Your objective:
Report, as a bare number, how many lines in the data contain "usize".

** Available data follows **

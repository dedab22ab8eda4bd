use crate::config::RenderConfig;
use crate::ir::{Direction, Hierarchy};
use crate::layout::{EdgeSide, Layout, anchor_point_for_node};
use crate::theme::Theme;
use crate::visibility::VisibleSubgraph;
use anyhow::Result;
use serde::Serialize;
use std::path::Path;

const TOGGLE_RADIUS: f32 = 9.0;
const CARD_PAD: f32 = 12.0;

/// Everything a renderer needs for one frame: boxes with their display
/// attributes and routed connectors. Coordinates are layout coordinates.
#[derive(Debug, Clone, PartialEq, Serialize)]
pub struct Scene {
    pub direction: Direction,
    pub width: f32,
    pub height: f32,
    pub nodes: Vec<NodeVisual>,
    pub edges: Vec<EdgeVisual>,
    pub selected: Option<String>,
}

#[derive(Debug, Clone, PartialEq, Serialize)]
pub struct NodeVisual {
    pub id: String,
    pub x: f32,
    pub y: f32,
    pub width: f32,
    pub height: f32,
    pub rank: usize,
    pub name: String,
    pub title: Option<String>,
    pub avatar: Option<String>,
    /// Whether a collapse toggle is shown.
    pub has_children: bool,
    pub collapsed: bool,
    pub selected: bool,
    /// Centre of the toggle, on the face children hang from.
    pub toggle: Option<(f32, f32)>,
}

#[derive(Debug, Clone, PartialEq, Serialize)]
pub struct EdgeVisual {
    pub from: String,
    pub to: String,
    pub start_side: EdgeSide,
    pub end_side: EdgeSide,
    pub points: Vec<(f32, f32)>,
}

pub fn build_scene(
    layout: &Layout,
    hierarchy: &Hierarchy,
    visible: &VisibleSubgraph,
    selection: Option<&str>,
) -> Scene {
    let exit = EdgeSide::exit(layout.direction);
    let mut nodes = Vec::with_capacity(layout.nodes.len());
    for id in &visible.nodes {
        let Some(node) = layout.nodes.get(id) else {
            continue;
        };
        let person = hierarchy.person(id);
        let has_children = hierarchy.has_children(id);
        nodes.push(NodeVisual {
            id: id.clone(),
            x: node.x,
            y: node.y,
            width: node.width,
            height: node.height,
            rank: node.rank,
            name: person.map(|p| p.name.clone()).unwrap_or_else(|| id.clone()),
            title: person.and_then(|p| p.title.clone()),
            avatar: person.and_then(|p| p.avatar.clone()),
            has_children,
            collapsed: visible.is_folded(id),
            selected: selection == Some(id.as_str()),
            toggle: has_children.then(|| anchor_point_for_node(node, exit)),
        });
    }
    let edges = layout
        .edges
        .iter()
        .map(|edge| EdgeVisual {
            from: edge.from.clone(),
            to: edge.to.clone(),
            start_side: edge.start_side,
            end_side: edge.end_side,
            points: edge.points.clone(),
        })
        .collect();
    Scene {
        direction: layout.direction,
        width: layout.width,
        height: layout.height,
        nodes,
        edges,
        selected: selection
            .filter(|id| visible.contains(id))
            .map(str::to_string),
    }
}

pub fn render_svg(scene: &Scene, theme: &Theme, config: &RenderConfig) -> String {
    let pad = config.padding.max(0.0);
    let width = scene.width + pad * 2.0;
    let height = scene.height + pad * 2.0;
    let mut svg = String::new();

    svg.push_str(&format!(
        "<svg xmlns=\"http://www.w3.org/2000/svg\" width=\"{width:.2}\" height=\"{height:.2}\" viewBox=\"0 0 {width:.2} {height:.2}\">",
    ));
    svg.push_str(&format!(
        "<rect width=\"100%\" height=\"100%\" fill=\"{}\"/>",
        config.background
    ));
    svg.push_str(&format!("<g transform=\"translate({pad:.2} {pad:.2})\">"));

    for edge in &scene.edges {
        svg.push_str(&format!(
            "<path d=\"{}\" fill=\"none\" stroke=\"{}\" stroke-width=\"1.4\"/>",
            points_to_path(&edge.points),
            theme.line_color
        ));
    }

    for node in &scene.nodes {
        svg.push_str(&node_svg(node, theme));
    }

    svg.push_str("</g></svg>");
    svg
}

fn node_svg(node: &NodeVisual, theme: &Theme) -> String {
    let mut out = String::new();
    let (stroke, stroke_width) = if node.selected {
        (theme.selected_border.as_str(), 3.0)
    } else {
        (theme.card_border.as_str(), 1.4)
    };
    out.push_str(&format!(
        "<g class=\"person\" data-id=\"{}\">",
        escape_xml(&node.id)
    ));
    out.push_str(&format!(
        "<rect x=\"{:.2}\" y=\"{:.2}\" width=\"{:.2}\" height=\"{:.2}\" rx=\"{r}\" ry=\"{r}\" fill=\"{}\" stroke=\"{}\" stroke-width=\"{}\"/>",
        node.x,
        node.y,
        node.width,
        node.height,
        theme.card_fill,
        stroke,
        stroke_width,
        r = theme.card_radius
    ));

    let radius = (node.height * 0.3).min(24.0);
    let avatar_x = node.x + CARD_PAD + radius;
    let center_y = node.y + node.height / 2.0;
    out.push_str(&format!(
        "<circle cx=\"{avatar_x:.2}\" cy=\"{center_y:.2}\" r=\"{radius:.2}\" fill=\"{}\"/>",
        theme.avatar_fill
    ));
    out.push_str(&format!(
        "<text x=\"{avatar_x:.2}\" y=\"{:.2}\" text-anchor=\"middle\" font-family=\"{}\" font-size=\"{}\" fill=\"{}\">{}</text>",
        center_y + theme.title_font_size * 0.35,
        theme.font_family,
        theme.title_font_size,
        theme.avatar_text,
        escape_xml(&initials(&node.name))
    ));

    let text_x = avatar_x + radius + CARD_PAD * 0.75;
    let name_y = match node.title {
        Some(_) => center_y - 2.0,
        None => center_y + theme.font_size * 0.35,
    };
    out.push_str(&format!(
        "<text x=\"{text_x:.2}\" y=\"{name_y:.2}\" font-family=\"{}\" font-size=\"{}\" font-weight=\"600\" fill=\"{}\">{}</text>",
        theme.font_family,
        theme.font_size,
        theme.name_color,
        escape_xml(&node.name)
    ));
    if let Some(title) = &node.title {
        out.push_str(&format!(
            "<text x=\"{text_x:.2}\" y=\"{:.2}\" font-family=\"{}\" font-size=\"{}\" fill=\"{}\">{}</text>",
            center_y + theme.title_font_size + 2.0,
            theme.font_family,
            theme.title_font_size,
            theme.title_color,
            escape_xml(title)
        ));
    }

    if let Some((tx, ty)) = node.toggle {
        let glyph = if node.collapsed { "+" } else { "\u{2212}" };
        out.push_str(&format!(
            "<g class=\"toggle\"><circle cx=\"{tx:.2}\" cy=\"{ty:.2}\" r=\"{TOGGLE_RADIUS}\" fill=\"{}\" stroke=\"{}\" stroke-width=\"1.2\"/><text x=\"{tx:.2}\" y=\"{:.2}\" text-anchor=\"middle\" font-family=\"{}\" font-size=\"14\" fill=\"{}\">{glyph}</text></g>",
            theme.toggle_fill,
            theme.toggle_border,
            ty + 4.5,
            theme.font_family,
            theme.toggle_text
        ));
    }
    out.push_str("</g>");
    out
}

fn initials(name: &str) -> String {
    name.split_whitespace()
        .filter_map(|word| word.chars().next())
        .take(2)
        .flat_map(char::to_uppercase)
        .collect()
}

fn points_to_path(points: &[(f32, f32)]) -> String {
    let mut d = String::new();
    for (idx, point) in points.iter().enumerate() {
        let cmd = if idx == 0 { "M" } else { " L" };
        d.push_str(&format!("{cmd} {:.2} {:.2}", point.0, point.1));
    }
    d
}

pub fn write_output_svg(svg: &str, output: Option<&Path>) -> Result<()> {
    match output {
        Some(path) => {
            std::fs::write(path, svg)?;
        }
        None => {
            print!("{}", svg);
        }
    }
    Ok(())
}

#[cfg(feature = "png")]
pub fn write_output_png(svg: &str, output: &Path, render_cfg: &RenderConfig, theme: &Theme) -> Result<()> {
    let mut opt = usvg::Options::default();
    if let Some(family) = theme.font_family.split(',').next() {
        opt.font_family = family.trim().trim_matches('"').to_string();
    }
    if let Some(size) = usvg::Size::from_wh(render_cfg.width, render_cfg.height) {
        opt.default_size = size;
    }
    opt.fontdb_mut().load_system_fonts();

    let tree = usvg::Tree::from_str(svg, &opt)?;
    let size = tree.size().to_int_size();
    let mut pixmap = resvg::tiny_skia::Pixmap::new(size.width(), size.height())
        .ok_or_else(|| anyhow::anyhow!("failed to allocate {}x{} pixmap", size.width(), size.height()))?;

    let mut pixmap_mut = pixmap.as_mut();
    resvg::render(&tree, resvg::tiny_skia::Transform::default(), &mut pixmap_mut);
    pixmap.save_png(output)?;
    Ok(())
}

fn escape_xml(input: &str) -> String {
    input
        .replace('&', "&amp;")
        .replace('<', "&lt;")
        .replace('>', "&gt;")
        .replace('"', "&quot;")
        .replace('\'', "&apos;")
}
use serde::{Deserialize, Serialize};

#[derive(Debug, Clone, PartialEq, Serialize, Deserialize)]
pub struct Theme {
    pub font_family: String,
    pub font_size: f32,
    pub title_font_size: f32,
    pub card_fill: String,
    pub card_border: String,
    pub card_radius: f32,
    pub name_color: String,
    pub title_color: String,
    pub line_color: String,
    pub selected_border: String,
    pub toggle_fill: String,
    pub toggle_border: String,
    pub toggle_text: String,
    pub avatar_fill: String,
    pub avatar_text: String,
    pub background: String,
}

impl Theme {
    pub fn classic() -> Self {
        Self {
            font_family: "\"trebuchet ms\", verdana, arial, sans-serif".to_string(),
            font_size: 16.0,
            title_font_size: 13.0,
            card_fill: "#FFFFFF".to_string(),
            card_border: "#9AA5B1".to_string(),
            card_radius: 6.0,
            name_color: "#1F2933".to_string(),
            title_color: "#52606D".to_string(),
            line_color: "#616E7C".to_string(),
            selected_border: "#2F80ED".to_string(),
            toggle_fill: "#FFFFFF".to_string(),
            toggle_border: "#616E7C".to_string(),
            toggle_text: "#1F2933".to_string(),
            avatar_fill: "#E4E7EB".to_string(),
            avatar_text: "#3E4C59".to_string(),
            background: "#FFFFFF".to_string(),
        }
    }

    pub fn modern() -> Self {
        Self {
            font_family: "Inter, Segoe UI, system-ui, -apple-system, sans-serif".to_string(),
            font_size: 14.0,
            title_font_size: 12.0,
            card_fill: "#F8FAFF".to_string(),
            card_border: "#C7D2E5".to_string(),
            card_radius: 12.0,
            name_color: "#1C2430".to_string(),
            title_color: "#5B6B84".to_string(),
            line_color: "#7A8AA6".to_string(),
            selected_border: "#3B82F6".to_string(),
            toggle_fill: "#EEF2F8".to_string(),
            toggle_border: "#7A8AA6".to_string(),
            toggle_text: "#1C2430".to_string(),
            avatar_fill: "#DCE4F2".to_string(),
            avatar_text: "#1C2430".to_string(),
            background: "#FFFFFF".to_string(),
        }
    }

    pub fn by_name(name: &str) -> Option<Self> {
        match name.trim().to_ascii_lowercase().as_str() {
            "classic" | "default" | "base" => Some(Self::classic()),
            "modern" => Some(Self::modern()),
            _ => None,
        }
    }
}

impl Default for Theme {
    fn default() -> Self {
        Self::classic()
    }
}
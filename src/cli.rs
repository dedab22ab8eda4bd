use crate::config::{Config, load_config};
use crate::ir::Direction;
use crate::layout::OrderingPolicy;
use crate::layout_dump::write_layout_dump;
use crate::parser::RecordSet;
use crate::render::{Scene, render_svg, write_output_svg};
use crate::state::ChartState;
use crate::theme::Theme;
use anyhow::{Result, bail};
use clap::{Parser, ValueEnum};
use std::io::{self, Read};
use std::path::{Path, PathBuf};

#[derive(Parser, Debug)]
#[command(name = "orgchart", version, about = "Lay out and render an org chart from JSON records")]
pub struct Args {
    /// Input records (.json) or '-' for stdin
    #[arg(short = 'i', long = "input")]
    pub input: Option<PathBuf>,

    /// Output file. Defaults to stdout for SVG and JSON.
    #[arg(short = 'o', long = "output")]
    pub output: Option<PathBuf>,

    /// Output format
    #[arg(short = 'e', long = "outputFormat", value_enum, default_value = "svg")]
    pub output_format: OutputFormat,

    /// Config file (JSON5)
    #[arg(short = 'c', long = "configFile")]
    pub config: Option<PathBuf>,

    /// Layout direction: tb or lr
    #[arg(short = 'd', long = "direction")]
    pub direction: Option<String>,

    /// Theme preset: classic or modern
    #[arg(short = 't', long = "theme")]
    pub theme: Option<String>,

    /// Collapse this node (repeatable)
    #[arg(long = "collapse")]
    pub collapse: Vec<String>,

    /// Collapse every node at this depth or deeper
    #[arg(long = "collapse-depth")]
    pub collapse_depth: Option<usize>,

    /// Highlight this node
    #[arg(long = "select")]
    pub select: Option<String>,

    /// In-rank ordering: preserve, barycenter or median
    #[arg(long = "ordering")]
    pub ordering: Option<String>,

    /// Sweep passes for barycenter/median ordering
    #[arg(long = "order-passes", default_value_t = 4)]
    pub order_passes: usize,

    /// Widen cards to fit long names and titles
    #[arg(long = "fit-labels")]
    pub fit_labels: bool,

    /// Also write the computed layout as JSON to this path
    #[arg(long = "dump-layout")]
    pub dump_layout: Option<PathBuf>,

    /// Width
    #[arg(short = 'w', long = "width")]
    pub width: Option<f32>,

    /// Height
    #[arg(short = 'H', long = "height")]
    pub height: Option<f32>,
}

#[derive(ValueEnum, Debug, Clone, Copy)]
pub enum OutputFormat {
    Svg,
    Png,
    /// The render scene as JSON
    Json,
}

pub fn run() -> Result<()> {
    let args = Args::parse();
    init_tracing();

    let config = apply_overrides(load_config(args.config.as_deref())?, &args)?;
    let input = read_input(args.input.as_deref())?;
    let records = RecordSet::from_json(&input)?;

    let mut state = ChartState::new(config.clone());
    state.load(records)?;
    if let Some(depth) = args.collapse_depth {
        state.collapse_below(depth)?;
    }
    if !args.collapse.is_empty() {
        if let Some(hierarchy) = state.hierarchy() {
            for id in args.collapse.iter().filter(|id| !hierarchy.contains(id)) {
                tracing::warn!(id = id.as_str(), "--collapse names an unknown node");
            }
        }
        let mut ids: Vec<String> = state.collapsed().iter().cloned().collect();
        ids.extend(args.collapse.iter().cloned());
        state.set_collapsed(ids)?;
    }
    if let Some(id) = args.select.as_deref() {
        state.select(Some(id))?;
    }

    if let Some(path) = args.dump_layout.as_deref()
        && let (Some(layout), Some(hierarchy), Some(visible)) =
            (state.layout(), state.hierarchy(), state.visible())
    {
        write_layout_dump(path, layout, hierarchy, visible)?;
    }

    let Some(scene) = state.scene() else {
        bail!("nothing to render");
    };
    write_scene(&scene, &config, args.output_format, args.output.as_deref())
}

fn init_tracing() {
    let filter = tracing_subscriber::EnvFilter::try_from_default_env()
        .unwrap_or_else(|_| tracing_subscriber::EnvFilter::new("warn"));
    let _ = tracing_subscriber::fmt()
        .with_env_filter(filter)
        .with_target(false)
        .with_writer(io::stderr)
        .try_init();
}

fn apply_overrides(mut config: Config, args: &Args) -> Result<Config> {
    if let Some(name) = args.theme.as_deref() {
        let Some(theme) = Theme::by_name(name) else {
            bail!("unknown theme `{name}`");
        };
        config.render.background = theme.background.clone();
        config.theme = theme;
    }
    if let Some(token) = args.direction.as_deref() {
        let Some(direction) = Direction::from_token(token) else {
            bail!("unknown direction `{token}` (expected tb or lr)");
        };
        config.layout.direction = direction;
    }
    if let Some(token) = args.ordering.as_deref() {
        let Some(policy) = OrderingPolicy::from_token(token, args.order_passes) else {
            bail!("unknown ordering `{token}` (expected preserve, barycenter or median)");
        };
        config.layout.ordering = policy;
    }
    if args.fit_labels {
        config.layout.fit_labels = true;
    }
    if let Some(width) = args.width {
        config.render.width = width;
    }
    if let Some(height) = args.height {
        config.render.height = height;
    }
    Ok(config)
}

fn write_scene(scene: &Scene, config: &Config, format: OutputFormat, output: Option<&Path>) -> Result<()> {
    match format {
        OutputFormat::Svg => {
            let svg = render_svg(scene, &config.theme, &config.render);
            write_output_svg(&svg, output)
        }
        OutputFormat::Json => {
            let json = serde_json::to_string_pretty(scene)?;
            match output {
                Some(path) => std::fs::write(path, json)?,
                None => println!("{json}"),
            }
            Ok(())
        }
        OutputFormat::Png => write_png(scene, config, output),
    }
}

#[cfg(feature = "png")]
fn write_png(scene: &Scene, config: &Config, output: Option<&Path>) -> Result<()> {
    let Some(output) = output else {
        bail!("output path required for png output");
    };
    let svg = render_svg(scene, &config.theme, &config.render);
    crate::render::write_output_png(&svg, output, &config.render, &config.theme)
}

#[cfg(not(feature = "png"))]
fn write_png(_scene: &Scene, _config: &Config, _output: Option<&Path>) -> Result<()> {
    bail!("png output requires the `png` feature")
}

fn read_input(path: Option<&Path>) -> Result<String> {
    if let Some(path) = path
        && path != Path::new("-")
    {
        return std::fs::read_to_string(path)
            .map_err(|err| anyhow::anyhow!("failed to read {}: {err}", path.display()));
    }
    let mut buf = String::new();
    io::stdin().read_to_string(&mut buf)?;
    Ok(buf)
}
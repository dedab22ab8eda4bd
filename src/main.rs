fn main() {
    if let Err(err) = orgchart_layout::run() {
        eprintln!("error: {err:#}");
        std::process::exit(1);
    }
}
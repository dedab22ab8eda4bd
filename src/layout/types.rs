use std::collections::BTreeMap;

use serde::{Deserialize, Serialize};

use crate::config::LayoutConfig;
use crate::ir::Direction;

/// How nodes are ordered inside a rank.
///
/// `Preserve` keeps hierarchy insertion order. The sweep variants reorder each
/// rank by the mean (`Barycenter`) or median of neighbour positions for at
/// most `passes` down/up sweeps and keep whichever arrangement crosses least.
#[derive(Debug, Clone, Copy, PartialEq, Eq, Hash, Default, Serialize, Deserialize)]
#[serde(tag = "mode", rename_all = "kebab-case")]
pub enum OrderingPolicy {
    #[default]
    Preserve,
    Barycenter {
        passes: usize,
    },
    Median {
        passes: usize,
    },
}

impl OrderingPolicy {
    pub fn from_token(token: &str, passes: usize) -> Option<Self> {
        match token.trim().to_ascii_lowercase().as_str() {
            "preserve" | "none" | "input" => Some(Self::Preserve),
            "barycenter" | "mean" => Some(Self::Barycenter { passes }),
            "median" => Some(Self::Median { passes }),
            _ => None,
        }
    }
}

/// Node extents and gaps read at layout time.
#[derive(Debug, Clone, PartialEq, Serialize)]
pub struct Spacing {
    pub node_width: f32,
    pub node_height: f32,
    /// Gap between neighbouring nodes of one rank.
    pub node_spacing: f32,
    /// Gap between consecutive ranks.
    pub rank_spacing: f32,
    /// Per-node `(width, height)` overrides.
    pub sizes: BTreeMap<String, (f32, f32)>,
}

impl Default for Spacing {
    fn default() -> Self {
        Self::from_config(&LayoutConfig::default())
    }
}

impl Spacing {
    pub fn from_config(config: &LayoutConfig) -> Self {
        Self {
            node_width: config.node_width,
            node_height: config.node_height,
            node_spacing: config.node_spacing,
            rank_spacing: config.rank_spacing,
            sizes: BTreeMap::new(),
        }
    }

    pub fn with_size(mut self, id: impl Into<String>, width: f32, height: f32) -> Self {
        self.sizes.insert(id.into(), (width, height));
        self
    }

    pub fn size_of(&self, id: &str) -> (f32, f32) {
        self.sizes
            .get(id)
            .copied()
            .unwrap_or((self.node_width, self.node_height))
    }

    pub(super) fn sanitized(&self) -> Spacing {
        let clamp = |value: f32| if value.is_finite() { value.max(0.0) } else { 0.0 };
        Spacing {
            node_width: clamp(self.node_width).max(1.0),
            node_height: clamp(self.node_height).max(1.0),
            node_spacing: clamp(self.node_spacing),
            rank_spacing: clamp(self.rank_spacing),
            sizes: self
                .sizes
                .iter()
                .map(|(id, (w, h))| (id.clone(), (clamp(*w).max(1.0), clamp(*h).max(1.0))))
                .collect(),
        }
    }
}

#[derive(Debug, Clone, PartialEq, Serialize)]
pub struct NodeLayout {
    pub id: String,
    pub x: f32,
    pub y: f32,
    pub width: f32,
    pub height: f32,
    pub rank: usize,
    /// Index inside the rank after ordering.
    pub order: usize,
}

impl NodeLayout {
    pub fn center(&self) -> (f32, f32) {
        (self.x + self.width / 2.0, self.y + self.height / 2.0)
    }
}

#[derive(Debug, Clone, Copy, PartialEq, Eq, Hash, Serialize, Deserialize)]
#[serde(rename_all = "lowercase")]
pub enum EdgeSide {
    Left,
    Right,
    Top,
    Bottom,
}

impl EdgeSide {
    /// Face a node exits from toward the next rank.
    pub fn exit(direction: Direction) -> Self {
        match direction {
            Direction::TopDown => EdgeSide::Bottom,
            Direction::LeftRight => EdgeSide::Right,
        }
    }

    /// Face a node is entered from by its parent.
    pub fn entry(direction: Direction) -> Self {
        match direction {
            Direction::TopDown => EdgeSide::Top,
            Direction::LeftRight => EdgeSide::Left,
        }
    }
}

#[derive(Debug, Clone, PartialEq, Serialize)]
pub struct EdgeLayout {
    pub from: String,
    pub to: String,
    pub start_side: EdgeSide,
    pub end_side: EdgeSide,
    pub points: Vec<(f32, f32)>,
}

/// Positions for every visible node plus routed edges.
#[derive(Debug, Clone, Default, PartialEq, Serialize)]
pub struct Layout {
    pub direction: Direction,
    pub nodes: BTreeMap<String, NodeLayout>,
    pub edges: Vec<EdgeLayout>,
    /// Node ids per rank in their final order.
    pub ranks: Vec<Vec<String>>,
    pub width: f32,
    pub height: f32,
}

impl Layout {
    pub fn position(&self, id: &str) -> Option<(f32, f32)> {
        self.nodes.get(id).map(|node| (node.x, node.y))
    }

    pub fn rank_of(&self, id: &str) -> Option<usize> {
        self.nodes.get(id).map(|node| node.rank)
    }

    pub fn is_empty(&self) -> bool {
        self.nodes.is_empty()
    }
}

** End of Available data **

Exercise output:
9